> [EXTRACTED RECORDS]
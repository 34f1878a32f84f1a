// Copyright (c) 2026 100monkeys.ai
// SPDX-License-Identifier: AGPL-3.0

pub mod api;

pub use api::router;
// Copyright (c) 2026 100monkeys.ai
// SPDX-License-Identifier: AGPL-3.0

// Crew routes. Merged into the daemon router next to the registry routes, so
// auth and tracing layers are applied there.

use axum::{
    extract::{Path, State},
    routing::{get, post},
    Json, Router,
};
use serde::Deserialize;
use serde_json::{Map, Value};
use std::sync::Arc;

use crewlink_core::domain::error::FabricError;
use crewlink_core::presentation::error::{ApiJson, ApiQuery, ApiResult};

use crate::application::orchestrator::{CrewOrchestrator, ExecutionReceipt, WorkflowTicket};
use crate::domain::crew::{CrewId, CrewView, PhaseReadiness};
use crate::domain::handoff::{HandoffReceipt, HandoffRequest};
use crate::domain::phase::Phase;
use crate::domain::task::TaskEntry;

pub fn router(orchestrator: Arc<CrewOrchestrator>) -> Router {
    Router::new()
        .route("/crews/assemble", post(assemble_handler))
        .route("/crews/{id}", get(crew_by_id_handler))
        .route("/crew", get(crew_handler))
        .route("/phase/{name}", post(phase_handler))
        .route("/phase/{name}/readiness", get(readiness_handler))
        .route("/handoff", post(handoff_handler))
        .route("/plan", post(plan_handler))
        .route("/tasks/{id}", get(task_handler))
        .route("/workflow/{workflow_type}", post(workflow_handler))
        .route("/agent/{role}/execute", post(execute_handler))
        .with_state(orchestrator)
}

#[derive(Debug, Deserialize)]
pub struct AssembleRequest {
    pub agent_roles: Vec<String>,
    #[serde(default)]
    pub mission_description: String,
    #[serde(default)]
    pub name: Option<String>,
}

#[derive(Debug, Default, Deserialize)]
pub struct PhaseQuery {
    #[serde(default)]
    pub force: bool,
    #[serde(default)]
    pub require_ready: bool,
}

#[derive(Debug, Deserialize)]
pub struct PlanRequest {
    pub task: String,
    #[serde(default)]
    pub context: Option<Map<String, Value>>,
}

#[derive(Debug, Deserialize)]
pub struct WorkflowRequest {
    #[serde(default)]
    pub description: String,
}

#[derive(Debug, Deserialize)]
pub struct ExecuteRequest {
    pub message: String,
    #[serde(default)]
    pub context: Option<Map<String, Value>>,
}

fn context_value(context: Option<Map<String, Value>>) -> Value {
    Value::Object(context.unwrap_or_default())
}

async fn assemble_handler(
    State(orchestrator): State<Arc<CrewOrchestrator>>,
    ApiJson(request): ApiJson<AssembleRequest>,
) -> ApiResult<Json<CrewView>> {
    let crew = orchestrator
        .assemble(&request.agent_roles, &request.mission_description, request.name)
        .await?;
    Ok(Json(crew))
}

async fn crew_by_id_handler(
    State(orchestrator): State<Arc<CrewOrchestrator>>,
    Path(id): Path<String>,
) -> ApiResult<Json<CrewView>> {
    let crew_id = CrewId::from_string(&id)
        .map_err(|_| FabricError::Validation(format!("'{id}' is not a valid crew id")))?;
    Ok(Json(orchestrator.crew_by_id(crew_id).await?))
}

async fn crew_handler(State(orchestrator): State<Arc<CrewOrchestrator>>) -> ApiResult<Json<CrewView>> {
    Ok(Json(orchestrator.crew().await?))
}

async fn phase_handler(
    State(orchestrator): State<Arc<CrewOrchestrator>>,
    Path(name): Path<String>,
    ApiQuery(query): ApiQuery<PhaseQuery>,
) -> ApiResult<Json<CrewView>> {
    let phase: Phase = name.parse()?;
    let crew = orchestrator
        .transition(phase, query.force, query.require_ready)
        .await?;
    Ok(Json(crew))
}

async fn readiness_handler(
    State(orchestrator): State<Arc<CrewOrchestrator>>,
    Path(name): Path<String>,
) -> ApiResult<Json<PhaseReadiness>> {
    let phase: Phase = name.parse()?;
    Ok(Json(orchestrator.readiness(phase).await?))
}

async fn handoff_handler(
    State(orchestrator): State<Arc<CrewOrchestrator>>,
    ApiJson(request): ApiJson<HandoffRequest>,
) -> ApiResult<Json<HandoffReceipt>> {
    Ok(Json(orchestrator.handoff(request).await?))
}

async fn plan_handler(
    State(orchestrator): State<Arc<CrewOrchestrator>>,
    ApiJson(request): ApiJson<PlanRequest>,
) -> ApiResult<Json<TaskEntry>> {
    let entry = orchestrator
        .plan(&request.task, context_value(request.context))
        .await?;
    Ok(Json(entry))
}

async fn task_handler(
    State(orchestrator): State<Arc<CrewOrchestrator>>,
    Path(id): Path<String>,
) -> ApiResult<Json<TaskEntry>> {
    Ok(Json(orchestrator.task(&id)?))
}

async fn workflow_handler(
    State(orchestrator): State<Arc<CrewOrchestrator>>,
    Path(workflow_type): Path<String>,
    ApiJson(request): ApiJson<WorkflowRequest>,
) -> ApiResult<Json<WorkflowTicket>> {
    let ticket = orchestrator
        .start_workflow(&workflow_type, &request.description)
        .await?;
    Ok(Json(ticket))
}

async fn execute_handler(
    State(orchestrator): State<Arc<CrewOrchestrator>>,
    Path(role): Path<String>,
    ApiJson(request): ApiJson<ExecuteRequest>,
) -> ApiResult<Json<ExecutionReceipt>> {
    let receipt = orchestrator
        .execute(&role, &request.message, context_value(request.context))
        .await?;
    Ok(Json(receipt))
}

> [PROBLEM DESCRIPTION] Keeping every word and mark as it is, print the entries above.

> [EXERCISE SOLUTION]
repository 34f1878a32f84f1a
// Copyright (c) 2026 100monkeys.ai
// SPDX-License-Identifier: AGPL-3.0

pub mod api;

pub use api::router;
// Copyright (c) 2026 100monkeys.ai
// SPDX-License-Identifier: AGPL-3.0

// Crew routes. Merged into the daemon router next to the registry routes, so
// auth and tracing layers are applied there.

use axum::{
    extract::{Path, State},
    routing::{get, post},
    Json, Router,
};
use serde::Deserialize;
use serde_json::{Map, Value};
use std::sync::Arc;

use crewlink_core::domain::error::FabricError;
use crewlink_core::presentation::error::{ApiJson, ApiQuery, ApiResult};

use crate::application::orchestrator::{CrewOrchestrator, ExecutionReceipt, WorkflowTicket};
use crate::domain::crew::{CrewId, CrewView, PhaseReadiness};
use crate::domain::handoff::{HandoffReceipt, HandoffRequest};
use crate::domain::phase::Phase;
use crate::domain::task::TaskEntry;

pub fn router(orchestrator: Arc<CrewOrchestrator>) -> Router {
    Router::new()
        .route("/crews/assemble", post(assemble_handler))
        .route("/crews/{id}", get(crew_by_id_handler))
        .route("/crew", get(crew_handler))
        .route("/phase/{name}", post(phase_handler))
        .route("/phase/{name}/readiness", get(readiness_handler))
        .route("/handoff", post(handoff_handler))
        .route("/plan", post(plan_handler))
        .route("/tasks/{id}", get(task_handler))
        .route("/workflow/{workflow_type}", post(workflow_handler))
        .route("/agent/{role}/execute", post(execute_handler))
        .with_state(orchestrator)
}

#[derive(Debug, Deserialize)]
pub struct AssembleRequest {
    pub agent_roles: Vec<String>,
    #[serde(default)]
    pub mission_description: String,
    #[serde(default)]
    pub name: Option<String>,
}

#[derive(Debug, Default, Deserialize)]
pub struct PhaseQuery {
    #[serde(default)]
    pub force: bool,
    #[serde(default)]
    pub require_ready: bool,
}

#[derive(Debug, Deserialize)]
pub struct PlanRequest {
    pub task: String,
    #[serde(default)]
    pub context: Option<Map<String, Value>>,
}

#[derive(Debug, Deserialize)]
pub struct WorkflowRequest {
    #[serde(default)]
    pub description: String,
}

#[derive(Debug, Deserialize)]
pub struct ExecuteRequest {
    pub message: String,
    #[serde(default)]
    pub context: Option<Map<String, Value>>,
}

fn context_value(context: Option<Map<String, Value>>) -> Value {
    Value::Object(context.unwrap_or_default())
}

async fn assemble_handler(
    State(orchestrator): State<Arc<CrewOrchestrator>>,
    ApiJson(request): ApiJson<AssembleRequest>,
) -> ApiResult<Json<CrewView>> {
    let crew = orchestrator
        .assemble(&request.agent_roles, &request.mission_description, request.name)
        .await?;
    Ok(Json(crew))
}

async fn crew_by_id_handler(
    State(orchestrator): State<Arc<CrewOrchestrator>>,
    Path(id): Path<String>,
) -> ApiResult<Json<CrewView>> {
    let crew_id = CrewId::from_string(&id)
        .map_err(|_| FabricError::Validation(format!("'{id}' is not a valid crew id")))?;
    Ok(Json(orchestrator.crew_by_id(crew_id).await?))
}

async fn crew_handler(State(orchestrator): State<Arc<CrewOrchestrator>>) -> ApiResult<Json<CrewView>> {
    Ok(Json(orchestrator.crew().await?))
}

async fn phase_handler(
    State(orchestrator): State<Arc<CrewOrchestrator>>,
    Path(name): Path<String>,
    ApiQuery(query): ApiQuery<PhaseQuery>,
) -> ApiResult<Json<CrewView>> {
    let phase: Phase = name.parse()?;
    let crew = orchestrator
        .transition(phase, query.force, query.require_ready)
        .await?;
    Ok(Json(crew))
}

async fn readiness_handler(
    State(orchestrator): State<Arc<CrewOrchestrator>>,
    Path(name): Path<String>,
) -> ApiResult<Json<PhaseReadiness>> {
    let phase: Phase = name.parse()?;
    Ok(Json(orchestrator.readiness(phase).await?))
}

async fn handoff_handler(
    State(orchestrator): State<Arc<CrewOrchestrator>>,
    ApiJson(request): ApiJson<HandoffRequest>,
) -> ApiResult<Json<HandoffReceipt>> {
    Ok(Json(orchestrator.handoff(request).await?))
}

async fn plan_handler(
    State(orchestrator): State<Arc<CrewOrchestrator>>,
    ApiJson(request): ApiJson<PlanRequest>,
) -> ApiResult<Json<TaskEntry>> {
    let entry = orchestrator
        .plan(&request.task, context_value(request.context))
        .await?;
    Ok(Json(entry))
}

async fn task_handler(
    State(orchestrator): State<Arc<CrewOrchestrator>>,
    Path(id): Path<String>,
) -> ApiResult<Json<TaskEntry>> {
    Ok(Json(orchestrator.task(&id)?))
}

async fn workflow_handler(
    State(orchestrator): State<Arc<CrewOrchestrator>>,
    Path(workflow_type): Path<String>,
    ApiJson(request): ApiJson<WorkflowRequest>,
) -> ApiResult<Json<WorkflowTicket>> {
    let ticket = orchestrator
        .start_workflow(&workflow_type, &request.description)
        .await?;
    Ok(Json(ticket))
}

async fn execute_handler(
    State(orchestrator): State<Arc<CrewOrchestrator>>,
    Path(role): Path<String>,
    ApiJson(request): ApiJson<ExecuteRequest>,
) -> ApiResult<Json<ExecutionReceipt>> {
    let receipt = orchestrator
        .execute(&role, &request.message, context_value(request.context))
        .await?;
    Ok(Json(receipt))
}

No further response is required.